How can I leverage NotebookLM's Drive sync mechanism to solve my problem? First, let's review the current bottlenecks:

  1. File Filtering: Although I can specify a local folder to sync with Google Drive, my notes are part of a VitePress site, which includes many non-note files (like configuration files, images, etc.).
  2. Format Support: My notes are all Markdown (.md) files, but NotebookLM's Google Drive sync does not support reading .md files directly.
  3. Directory Structure Dilemma: Notes are organized in folders, requiring batch selection and upload, which is tedious.

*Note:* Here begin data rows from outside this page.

//! In-process mock of the BlueZ object tree for integration tests.
//!
//! A peer-to-peer zbus connection pair stands in for the system bus:
//! the server side serves ObjectManager, Adapter1, Device1 and
//! GattCharacteristic1 implementations, the client side is wrapped in
//! the daemon's own `BusClient`. Every method and property-set the mock
//! receives is recorded in a [`CallLog`] so tests can assert what
//! actually reached the stack, and property flips are emitted as real
//! `PropertiesChanged` signals.

use std::collections::{BTreeMap, HashMap};
use std::sync::Arc;
use std::time::Duration;

use parking_lot::Mutex;
use tokio::net::UnixStream;
use tokio::sync::mpsc::UnboundedReceiver;
use zbus::interface;
use zbus::object_server::SignalEmitter;
use zbus::zvariant::{OwnedObjectPath, OwnedValue, Value};

use bluehub::bus::BusClient;
use bluehub::config::Config;
use bluehub::events::Event;
use bluehub::system::System;

pub const ADAPTER_PATH: &str = "/org/bluez/hci0";

/// Log of method calls and property writes the mock stack received.
#[derive(Clone, Default)]
pub struct CallLog {
    inner: Arc<Mutex<Vec<String>>>,
}

impl CallLog {
    pub fn record(&self, call: impl Into<String>) {
        self.inner.lock().push(call.into());
    }

    pub fn count(&self, call: &str) -> usize {
        self.inner.lock().iter().filter(|c| c.as_str() == call).count()
    }

    pub fn contains(&self, call: &str) -> bool {
        self.count(call) > 0
    }
}

/// Plain property values the object tree can describe.
#[derive(Clone)]
pub enum PropValue {
    Bool(bool),
    Str(String),
    I16(i16),
}

impl PropValue {
    fn to_variant(&self) -> OwnedValue {
        let value = match self {
            PropValue::Bool(b) => Value::from(*b),
            PropValue::Str(s) => Value::from(s.clone()),
            PropValue::I16(i) => Value::from(*i),
        };
        value.try_to_owned().expect("plain values clone")
    }
}

type ObjectSpec = HashMap<String, HashMap<String, PropValue>>;
type VariantInterfaces = HashMap<String, HashMap<String, OwnedValue>>;

/// The object tree `GetManagedObjects` serves.
#[derive(Clone, Default)]
pub struct Tree {
    inner: Arc<Mutex<BTreeMap<String, ObjectSpec>>>,
}

impl Tree {
    pub fn insert(&self, path: &str, iface: &str, props: Vec<(&str, PropValue)>) {
        let mut inner = self.inner.lock();
        let object = inner.entry(path.to_string()).or_default();
        object.insert(
            iface.to_string(),
            props
                .into_iter()
                .map(|(k, v)| (k.to_string(), v))
                .collect(),
        );
    }

    pub fn remove(&self, path: &str) {
        self.inner.lock().remove(path);
    }

    fn variants_of(spec: &ObjectSpec) -> VariantInterfaces {
        spec.iter()
            .map(|(iface, props)| {
                (
                    iface.clone(),
                    props
                        .iter()
                        .map(|(k, v)| (k.clone(), v.to_variant()))
                        .collect(),
                )
            })
            .collect()
    }

    /// The `InterfacesAdded` payload for one object.
    pub fn interfaces_of(&self, path: &str) -> VariantInterfaces {
        self.inner
            .lock()
            .get(path)
            .map(Self::variants_of)
            .unwrap_or_default()
    }

    fn managed_objects(&self) -> HashMap<OwnedObjectPath, VariantInterfaces> {
        self.inner
            .lock()
            .iter()
            .map(|(path, spec)| {
                (
                    OwnedObjectPath::try_from(path.clone()).expect("valid object path"),
                    Self::variants_of(spec),
                )
            })
            .collect()
    }
}

struct MockObjectManager {
    tree: Tree,
}

#[interface(name = "org.freedesktop.DBus.ObjectManager")]
impl MockObjectManager {
    fn get_managed_objects(&self) -> HashMap<OwnedObjectPath, VariantInterfaces> {
        self.tree.managed_objects()
    }

    #[zbus(signal)]
    async fn interfaces_added(
        emitter: &SignalEmitter<'_>,
        object_path: OwnedObjectPath,
        interfaces: VariantInterfaces,
    ) -> zbus::Result<()>;

    #[zbus(signal)]
    async fn interfaces_removed(
        emitter: &SignalEmitter<'_>,
        object_path: OwnedObjectPath,
        interfaces: Vec<String>,
    ) -> zbus::Result<()>;
}

struct MockAdapter {
    calls: CallLog,
}

#[interface(name = "org.bluez.Adapter1")]
impl MockAdapter {
    fn start_discovery(&self) {
        self.calls.record("StartDiscovery");
    }

    fn stop_discovery(&self) {
        self.calls.record("StopDiscovery");
    }

    #[zbus(property)]
    fn powered(&self) -> bool {
        true
    }

    #[zbus(property)]
    fn discovering(&self) -> bool {
        false
    }
}

pub struct MockDevice {
    pub address: String,
    pub name: String,
    pub connected: bool,
    pub paired: bool,
    pub trusted: bool,
    pub services_resolved: bool,
    calls: CallLog,
}

#[interface(name = "org.bluez.Device1")]
impl MockDevice {
    fn connect(&self) {
        self.calls.record("Connect");
    }

    fn disconnect(&self) {
        self.calls.record("Disconnect");
    }

    fn pair(&self) {
        self.calls.record("Pair");
    }

    fn cancel_pairing(&self) {
        self.calls.record("CancelPairing");
    }

    #[zbus(property)]
    fn address(&self) -> String {
        self.address.clone()
    }

    #[zbus(property)]
    fn name(&self) -> String {
        self.name.clone()
    }

    #[zbus(property)]
    fn connected(&self) -> bool {
        self.connected
    }

    #[zbus(property)]
    fn paired(&self) -> bool {
        self.paired
    }

    #[zbus(property)]
    fn trusted(&self) -> bool {
        self.trusted
    }

    #[zbus(property)]
    fn set_trusted(&mut self, trusted: bool) {
        self.calls.record("SetTrusted");
        self.trusted = trusted;
    }

    #[zbus(property)]
    fn services_resolved(&self) -> bool {
        self.services_resolved
    }
}

pub struct MockCharacteristic {
    uuid: String,
    pub value: Vec<u8>,
    calls: CallLog,
}

#[interface(name = "org.bluez.GattCharacteristic1")]
impl MockCharacteristic {
    fn read_value(&self, _options: HashMap<String, OwnedValue>) -> Vec<u8> {
        self.calls.record("ReadValue");
        self.value.clone()
    }

    fn write_value(&mut self, value: Vec<u8>, _options: HashMap<String, OwnedValue>) {
        self.calls.record("WriteValue");
        self.value = value;
    }

    #[zbus(property, name = "UUID")]
    fn uuid(&self) -> String {
        self.uuid.clone()
    }
}

/// One mock stack plus a `System` wired to it over a private bus.
pub struct MockBus {
    pub server: zbus::Connection,
    pub system: Arc<System>,
    pub events: UnboundedReceiver<Event>,
    pub calls: CallLog,
    pub tree: Tree,
}

impl MockBus {
    pub async fn start() -> Self {
        let (client_stream, server_stream) = UnixStream::pair().expect("socket pair");
        let calls = CallLog::default();
        let tree = Tree::default();
        tree.insert(
            ADAPTER_PATH,
            "org.bluez.Adapter1",
            vec![("Powered", PropValue::Bool(true))],
        );

        let server_fut = zbus::connection::Builder::unix_stream(server_stream)
            .server(zbus::Guid::generate())
            .expect("server guid")
            .p2p()
            .serve_at("/", MockObjectManager { tree: tree.clone() })
            .expect("serve object manager")
            .serve_at(ADAPTER_PATH, MockAdapter { calls: calls.clone() })
            .expect("serve adapter")
            .build();

        let client_fut = zbus::connection::Builder::unix_stream(client_stream)
            .p2p()
            .build();

        let (server, client) = tokio::join!(server_fut, client_fut);
        let server = server.expect("server connection");
        let client = client.expect("client connection");

        let (events_tx, events_rx) = bluehub::events::channel();
        let bus = BusClient::from_connection(client, Duration::from_secs(2));
        let system = System::with_bus(bus, &Config::default(), events_tx);

        Self {
            server,
            system,
            events: events_rx,
            calls,
            tree,
        }
    }

    pub fn device_path(mac: &str) -> String {
        format!("{ADAPTER_PATH}/dev_{}", mac.replace(':', "_"))
    }

    /// Serve a device object and record it in the managed-objects tree.
    pub async fn add_device(&self, mac: &str, name: &str) -> String {
        let path = Self::device_path(mac);
        let device = MockDevice {
            address: mac.to_string(),
            name: name.to_string(),
            connected: false,
            paired: false,
            trusted: false,
            services_resolved: false,
            calls: self.calls.clone(),
        };
        self.server
            .object_server()
            .at(path.as_str(), device)
            .await
            .expect("serve device");
        self.tree.insert(
            &path,
            "org.bluez.Device1",
            vec![
                ("Address", PropValue::Str(mac.to_string())),
                ("Name", PropValue::Str(name.to_string())),
                ("Connected", PropValue::Bool(false)),
                ("Paired", PropValue::Bool(false)),
                ("Trusted", PropValue::Bool(false)),
                ("RSSI", PropValue::I16(-60)),
            ],
        );
        path
    }

    /// Serve a characteristic under a device, e.g. with segment
    /// `"service0021/char0025"`.
    pub async fn add_characteristic(
        &self,
        device_path: &str,
        segment: &str,
        uuid: &str,
        value: Vec<u8>,
    ) -> String {
        let path = format!("{device_path}/{segment}");
        let chr = MockCharacteristic {
            uuid: uuid.to_string(),
            value,
            calls: self.calls.clone(),
        };
        self.server
            .object_server()
            .at(path.as_str(), chr)
            .await
            .expect("serve characteristic");
        self.tree.insert(
            &path,
            "org.bluez.GattCharacteristic1",
            vec![("UUID", PropValue::Str(uuid.to_string()))],
        );
        path
    }

    /// Flip `Connected` server-side and emit the PropertiesChanged.
    pub async fn set_device_connected(&self, path: &str, connected: bool) {
        let iface = self
            .server
            .object_server()
            .interface::<_, MockDevice>(path)
            .await
            .expect("device interface");
        let mut device = iface.get_mut().await;
        device.connected = connected;
        device
            .connected_changed(iface.signal_emitter())
            .await
            .expect("emit Connected change");
    }

    /// Re-emit the current `Trusted` value as a PropertiesChanged.
    /// Harmless when the object server already announced it: repeated
    /// values are deduplicated by the reconciliation handler.
    pub async fn emit_device_trusted(&self, path: &str) {
        let iface = self
            .server
            .object_server()
            .interface::<_, MockDevice>(path)
            .await
            .expect("device interface");
        let device = iface.get().await;
        device
            .trusted_changed(iface.signal_emitter())
            .await
            .expect("emit Trusted change");
    }

    /// Flip `Paired` server-side and emit the PropertiesChanged.
    pub async fn set_device_paired(&self, path: &str, paired: bool) {
        let iface = self
            .server
            .object_server()
            .interface::<_, MockDevice>(path)
            .await
            .expect("device interface");
        let mut device = iface.get_mut().await;
        device.paired = paired;
        device
            .paired_changed(iface.signal_emitter())
            .await
            .expect("emit Paired change");
    }

    /// Flip `ServicesResolved` server-side and emit the PropertiesChanged.
    pub async fn set_services_resolved(&self, path: &str, resolved: bool) {
        let iface = self
            .server
            .object_server()
            .interface::<_, MockDevice>(path)
            .await
            .expect("device interface");
        let mut device = iface.get_mut().await;
        device.services_resolved = resolved;
        device
            .services_resolved_changed(iface.signal_emitter())
            .await
            .expect("emit ServicesResolved change");
    }

    /// Announce an object through `InterfacesAdded`, as the stack does
    /// when an advertisement arrives mid-scan.
    pub async fn announce(&self, path: &str) {
        let emitter = SignalEmitter::new(&self.server, "/").expect("root emitter");
        MockObjectManager::interfaces_added(
            &emitter,
            OwnedObjectPath::try_from(path.to_string()).expect("valid object path"),
            self.tree.interfaces_of(path),
        )
        .await
        .expect("emit InterfacesAdded");
    }

    /// Drop an object from the tree and emit `InterfacesRemoved`.
    pub async fn vanish_device(&self, path: &str) {
        self.tree.remove(path);
        let emitter = SignalEmitter::new(&self.server, "/").expect("root emitter");
        MockObjectManager::interfaces_removed(
            &emitter,
            OwnedObjectPath::try_from(path.to_string()).expect("valid object path"),
            vec!["org.bluez.Device1".to_string()],
        )
        .await
        .expect("emit InterfacesRemoved");
    }
}

/// Receive the next outbound event or panic after a bounded wait.
pub async fn next_event(rx: &mut UnboundedReceiver<Event>) -> Event {
    tokio::time::timeout(Duration::from_secs(3), rx.recv())
        .await
        .expect("timed out waiting for an event")
        .expect("event channel closed")
}

/// Drain events until one matches, panicking after a bounded wait.
pub async fn expect_event<F>(rx: &mut UnboundedReceiver<Event>, pred: F) -> Event
where
    F: Fn(&Event) -> bool,
{
    tokio::time::timeout(Duration::from_secs(3), async {
        loop {
            let event = rx.recv().await.expect("event channel closed");
            if pred(&event) {
                return event;
            }
        }
    })
    .await
    .expect("expected event did not arrive")
}

/// Poll a condition until it holds, panicking after a bounded wait.
pub async fn wait_until<F>(mut cond: F)
where
    F: FnMut() -> bool,
{
    let deadline = tokio::time::Instant::now() + Duration::from_secs(3);
    while tokio::time::Instant::now() < deadline {
        if cond() {
            return;
        }
        tokio::time::sleep(Duration::from_millis(25)).await;
    }
    panic!("condition not met within 3s");
}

To solve these problems, I needed an "intermediary service." After discussing it with Gemini, it suggested Google Apps Script (GAS).

The solution architecture is as follows:

Google Apps Script Implementation

1. Create a Project

Go to script.google.com and click "New Project." You will see the following interface:

google-apps-script-interface-overview.png

A brief explanation of the interface sections (as shown above):

  • Red Box:
    • Files: Manage .gs (code) and .html files.
    • Libraries: Used to reference external libraries.
    • Services: Used to connect to advanced Google APIs (not needed for this project).
  • Blue Box: The standard code editor. In the image, syncCloudyWingLog is the function list, where you can select and execute functions.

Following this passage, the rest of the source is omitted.